In her feature, the Oscar-, Tony- and Emmy-winning actress again expressed her regret in taking the role of Aibileen Clark in the 2011 film The Help. Her comments come as the Black Lives Matter movement has inspired many to revisit the film making it one of the most-watched movies on Netflix. Davis was nominated for a Best Actress Oscar for playing a Black maid in 1963 Mississippi who helps Emma Stone’s journalist character expose racism in the community. The film, and the book on which it was based, have been accused of perpetuating the “white savior” stereotype while marginalizing Black characters.

“Not a lot of narratives are also invested in our humanity,” Davis explained. “They’re invested in the idea of what it means to be Black, but … it’s catering to the white audience. The white audience at the most can sit and get an academic lesson into how we are. Then they leave the movie theater and they talk about what it meant. They’re not moved by who we were.

“There’s no one who’s not entertained by The Help,” she continued. “But there’s a part of me that feels like I betrayed myself, and my people, because I was in a movie that wasn’t ready to [tell the whole truth],” Davis says. The Help, like so many other movies, was “created in the filter and the cesspool of systemic racism.”

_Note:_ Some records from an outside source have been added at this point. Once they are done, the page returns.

//! Config-change reactor
//!
//! Compares the effective configuration against the snapshot written by the
//! previous pass and re-applies only the effect groups whose keys changed.
//! The snapshot is written at the end of every pass, even when an effect
//! failed, so a broken effect is not retried in a tight loop.

use crate::config::{ConfigError, ConfigSnapshot, ConfigStore, PowerConfig, StreamConfig};
use crate::services::{
    restart_pipeline, ServiceError, ServiceManager, RESTART_TIMER_UNIT, STREAM_UNIT,
};
use std::collections::BTreeSet;
use std::fs;
use std::future::Future;
use std::path::{Path, PathBuf};
use std::process::Stdio;
use thiserror::Error;
use tokio::process::Command;
use tracing::{debug, error, info, warn};

/// Drop-in directory of the restart timer
pub const DEFAULT_TIMER_DROPIN_DIR: &str = "/etc/systemd/system/forpost-stream-autorestart.timer.d";

/// Side effects tied to configuration keys
#[derive(Debug, Clone, Copy, PartialEq, Eq, PartialOrd, Ord, Hash)]
pub enum EffectGroup {
    Power,
    Autostart,
    RestartTimer,
    Stream,
}

const STREAM_KEY_PREFIXES: &[&str] = &[
    "RTMP_",
    "RTSP_",
    "VIDEO_",
    "STREAM_",
    "OVERLAY_",
    "SHOW_FREQUENCY",
    "DYNAMIC_",
    "FONT_",
    "USE_UDP_PROXY",
    "UDP_PROXY_",
    "FREQUENCY_",
    "SERIAL_DEVICE",
    "SNIFF_",
    "SCAN_",
];

/// Effect group a key belongs to; `None` for keys with no runtime effect
pub fn group_of(key: &str) -> Option<EffectGroup> {
    if key.starts_with("POWER_SAVE_") || key == "NETWORK_INTERFACE" {
        Some(EffectGroup::Power)
    } else if key == "AUTOSTART_ENABLED" {
        Some(EffectGroup::Autostart)
    } else if key.starts_with("AUTO_RESTART_") {
        Some(EffectGroup::RestartTimer)
    } else if STREAM_KEY_PREFIXES.iter().any(|p| key.starts_with(p)) {
        Some(EffectGroup::Stream)
    } else {
        None
    }
}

Davis has always been vocal about the lack of diversity in Hollywood and recently went viral when a clip of her from the 2018 Women in the World event talking about the inequities between her and actress Meryl Streep despite their similar credentials resurfaced. In Vanity Fair, she also named Emma Stone, Reese Witherspoon and Kristen Stewart as other white actresses that have had “a wonderful role for each stage of their lives, that brought them to the stage they are now.” But she argues that same cannot be said for actors of color.

“There’s not enough opportunities out there to bring that unknown, faceless Black actress to the ranks of the known,” Davis said.

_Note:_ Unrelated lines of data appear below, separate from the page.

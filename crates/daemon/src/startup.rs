//! Startup checks
//!
//! Preflight checks run once before a supervisor starts its loop:
//! - ffmpeg is installed, reports a parsable version and can draw overlays
//! - strace is installed when the sniff frequency source is selected
//! - the overlay font exists when an overlay is enabled

use crate::config::{FrequencySourceKind, StreamConfig};
use std::path::Path;
use std::process::Command;
use thiserror::Error;
use tracing::{info, warn};

/// Error types for startup checks
#[derive(Debug, Error)]
pub enum StartupError {
    #[error("FFmpeg not available: {0}")]
    FfmpegUnavailable(String),

    #[error("strace not available: {0}")]
    StraceUnavailable(String),

    #[error("IO error: {0}")]
    Io(#[from] std::io::Error),
}

/// What `ffmpeg -version` says about the installed build
#[derive(Debug, Clone, PartialEq, Eq)]
pub struct FfmpegBuild {
    /// Version token as printed: `6.0`, `n7.1-3-gabc`, `5.1.4-0+deb12u1+rpt3`
    pub version: String,
    /// Absent for git snapshots such as `N-112233-gabc`
    pub major: Option<u32>,
    /// drawtext, used by every overlay, needs libfreetype
    pub freetype: bool,
}

pub fn parse_ffmpeg_build(output: &str) -> Option<FfmpegBuild> {
    let version = output
        .lines()
        .find_map(|line| line.trim().strip_prefix("ffmpeg version "))?
        .split_whitespace()
        .next()?
        .to_string();

    let numeric = version.strip_prefix('n').unwrap_or(&version);
    let major = numeric
        .split(|c: char| !c.is_ascii_digit())
        .next()
        .and_then(|digits| digits.parse().ok());

    let freetype = output
        .lines()
        .filter(|line| line.trim_start().starts_with("configuration:"))
        .any(|line| line.contains("--enable-libfreetype"));

    Some(FfmpegBuild {
        version,
        major,
        freetype,
    })
}

/// Verify ffmpeg runs and describe its build
pub fn check_ffmpeg_available() -> Result<FfmpegBuild, StartupError> {
    let output = Command::new("ffmpeg")
        .arg("-version")
        .output()
        .map_err(|e| {
            StartupError::FfmpegUnavailable(format!(
                "ffmpeg -version failed; is ffmpeg installed and in PATH? Error: {}",
                e
            ))
        })?;

    if !output.status.success() {
        return Err(StartupError::FfmpegUnavailable(
            "ffmpeg -version failed".to_string(),
        ));
    }

    let version_output = String::from_utf8_lossy(&output.stdout);
    parse_ffmpeg_build(&version_output).ok_or_else(|| {
        StartupError::FfmpegUnavailable(format!(
            "Unrecognised ffmpeg -version output: {}",
            version_output.lines().next().unwrap_or("(empty)")
        ))
    })
}

/// Overlays are drawn with drawtext, which a build without libfreetype lacks
pub fn drawtext_warning(cfg: &StreamConfig, build: &FfmpegBuild) -> Option<String> {
    (cfg.overlay.any_enabled() && !build.freetype).then(|| {
        format!(
            "ffmpeg {} was built without libfreetype, overlays will make the stream fail",
            build.version
        )
    })
}

/// Verify strace runs; only needed by the sniff frequency source
pub fn check_strace_available() -> Result<(), StartupError> {
    let output = Command::new("strace").arg("-V").output().map_err(|e| {
        StartupError::StraceUnavailable(format!(
            "strace -V failed; install strace or switch FREQUENCY_SOURCE to file. Error: {}",
            e
        ))
    })?;

    if !output.status.success() {
        return Err(StartupError::StraceUnavailable(
            "strace -V failed".to_string(),
        ));
    }
    Ok(())
}

/// Overlay font problems are not fatal: drawtext falls back to fontconfig
pub fn font_warning(cfg: &StreamConfig) -> Option<String> {
    if !cfg.overlay.any_enabled() || cfg.overlay.font_file.is_empty() {
        return None;
    }
    if Path::new(&cfg.overlay.font_file).exists() {
        None
    } else {
        Some(format!(
            "Overlay font {} not found, ffmpeg will use its default font",
            cfg.overlay.font_file
        ))
    }
}

/// Checks for the stream supervisor
pub fn run_startup_checks(cfg: &StreamConfig) -> Result<(), StartupError> {
    let build = check_ffmpeg_available()?;
    info!(version = %build.version, major = ?build.major, freetype = build.freetype, "FFmpeg available");
    if let Some(msg) = drawtext_warning(cfg, &build) {
        warn!("{}", msg);
    }

    if cfg.frequency.source == FrequencySourceKind::Sniff && cfg.overlay.show_frequency {
        check_strace_available()?;
    }

    if let Some(msg) = font_warning(cfg) {
        warn!("{}", msg);
    }
    Ok(())
}

#[cfg(test)]
mod tests {
    use super::*;
    use proptest::prelude::*;
    use tempfile::NamedTempFile;

    const PI_BUILD: &str = "ffmpeg version 5.1.4-0+deb12u1+rpt3 Copyright (c) 2000-2023 the FFmpeg developers
built with gcc 12 (Debian 12.2.0-14)
configuration: --prefix=/usr --enable-gpl --enable-libfreetype --enable-libx264 --enable-omx-rpi
libavutil      57. 28.100 / 57. 28.100";

    #[test]
    fn test_parse_distribution_build() {
        let build = parse_ffmpeg_build(PI_BUILD).unwrap();
        assert_eq!(build.version, "5.1.4-0+deb12u1+rpt3");
        assert_eq!(build.major, Some(5));
        assert!(build.freetype);
    }

    #[test]
    fn test_parse_minimal_build_without_freetype() {
        let build = parse_ffmpeg_build("ffmpeg version n7.1-3-gabc Copyright\nconfiguration: --disable-everything").unwrap();
        assert_eq!(build.major, Some(7));
        assert!(!build.freetype);
    }

    #[test]
    fn test_git_snapshot_has_no_major() {
        let build = parse_ffmpeg_build("ffmpeg version N-112233-gabcdef Copyright").unwrap();
        assert_eq!(build.version, "N-112233-gabcdef");
        assert_eq!(build.major, None);
    }

    #[test]
    fn test_parse_rejects_other_output() {
        assert!(parse_ffmpeg_build("not ffmpeg at all").is_none());
        assert!(parse_ffmpeg_build("").is_none());
        // Only the banner line counts
        assert!(parse_ffmpeg_build("libavutil built for ffmpeg version 6.0").is_none());
    }

    #[test]
    fn test_drawtext_warning_needs_overlay_and_missing_freetype() {
        let mut cfg = StreamConfig::default();
        let mut build = parse_ffmpeg_build(PI_BUILD).unwrap();
        build.freetype = false;
        assert!(drawtext_warning(&cfg, &build).is_none());

        cfg.overlay.static_enabled = true;
        cfg.overlay.text = "Gate".to_string();
        assert!(drawtext_warning(&cfg, &build).unwrap().contains("libfreetype"));

        build.freetype = true;
        assert!(drawtext_warning(&cfg, &build).is_none());
    }

    #[test]
    fn test_font_warning_only_when_overlay_enabled() {
        let mut cfg = StreamConfig::default();
        cfg.overlay.font_file = "/nonexistent/font.ttf".to_string();
        assert!(font_warning(&cfg).is_none());

        cfg.overlay.static_enabled = true;
        cfg.overlay.text = "Gate".to_string();
        assert!(font_warning(&cfg).is_some());

        let font = NamedTempFile::new().unwrap();
        cfg.overlay.font_file = font.path().display().to_string();
        assert!(font_warning(&cfg).is_none());
    }

    proptest! {
        #![proptest_config(ProptestConfig::with_cases(100))]

        #[test]
        fn prop_parse_major_version(major in 1u32..20, minor in 0u32..10, n_prefix in any::<bool>()) {
            let prefix = if n_prefix { "n" } else { "" };
            let output = format!("ffmpeg version {}{}.{} Copyright", prefix, major, minor);
            prop_assert_eq!(parse_ffmpeg_build(&output).and_then(|b| b.major), Some(major));
        }
    }
}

The actress also addressed the struggles dark-skinned women face against the societal pressure that usually pushes Eurocentric beauty standards. Davis admitted that her mother and sisters telling her that she was pretty helped boost her self-esteem when society was not reenforcing that message.

“Who’s telling a dark-skinned girl that she’s pretty? Nobody says it … The dark-skinned Black woman’s voice is so steeped in slavery and our history,” she told the magazine. “If we did speak up, it would cost us our lives. Somewhere in my cellular memory was still that feeling — that I do not have the right to speak up about how I’m being treated, that somehow I deserve it. I did not find my worth on my own.”

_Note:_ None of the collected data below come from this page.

//! Loopback UDP relay invocation
//!
//! A second ffmpeg copies the camera stream into MPEG-TS datagrams on
//! localhost. Both ends use small buffers so stale packets are dropped rather
//! than queued when the encoder falls behind.

use crate::transport::RtspTransport;
use tokio::process::Command;

/// Packet size carrying exactly seven TS packets
const TS_PACKET_SIZE: u32 = 1316;

/// Socket buffer on both sides of the loopback hop
const LOOPBACK_BUFFER_BYTES: u32 = 65536;

/// Receive FIFO, in 188-byte packets, on the consumer side
const CONSUMER_FIFO_PACKETS: u32 = 512;

/// URL the relay sends to
pub fn relay_output_url(port: u16) -> String {
    format!(
        "udp://127.0.0.1:{}?pkt_size={}&buffer_size={}",
        port, TS_PACKET_SIZE, LOOPBACK_BUFFER_BYTES
    )
}

/// URL the encoder reads from; overruns drop data instead of failing
pub fn relay_input_url(port: u16) -> String {
    format!(
        "udp://127.0.0.1:{}?fifo_size={}&overrun_nonfatal=1&buffer_size={}",
        port, CONSUMER_FIFO_PACKETS, LOOPBACK_BUFFER_BYTES
    )
}

/// Parameters for one relay run
#[derive(Debug, Clone, PartialEq, Eq)]
pub struct RelayParams {
    pub rtsp_url: String,
    pub transport: RtspTransport,
    pub port: u16,
}

/// Argument list for the relay
pub fn relay_args(params: &RelayParams) -> Vec<String> {
    let mut args: Vec<String> = ["-hide_banner", "-loglevel", "warning", "-nostdin"]
        .iter()
        .map(|s| s.to_string())
        .collect();
    args.extend(["-rtsp_transport".to_string(), params.transport.to_string()]);
    args.extend(["-i".to_string(), params.rtsp_url.clone()]);
    args.extend(
        ["-c", "copy", "-an", "-f", "mpegts", "-flush_packets", "1"]
            .iter()
            .map(|s| s.to_string()),
    );
    args.push(relay_output_url(params.port));
    args
}

pub fn build_relay_command(params: &RelayParams) -> Command {
    let mut cmd = Command::new("ffmpeg");
    cmd.args(relay_args(params));
    cmd
}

And Davis definitely radiates that confidence in her history-making cover, the first to be shot by a Black photographer, Dario Calmese, in Vanity Fair’s history. Though the cover and feature photos have been met with widespread praise, particularly for the attention to flattering lighting, which so many dark-skinned Black people do not receive, Davis knows there is so much more to be done.

“They’ve had a problem in the past with putting Black women on the covers,” she said. “But that’s a lot of magazines, that’s a lot of beauty campaigns. There’s a real absence of dark-skinned Black women. When you couple that with what’s going on in our culture, and how they treat Black women, you have a double whammy. You are putting us in a complete cloak of invisibility.”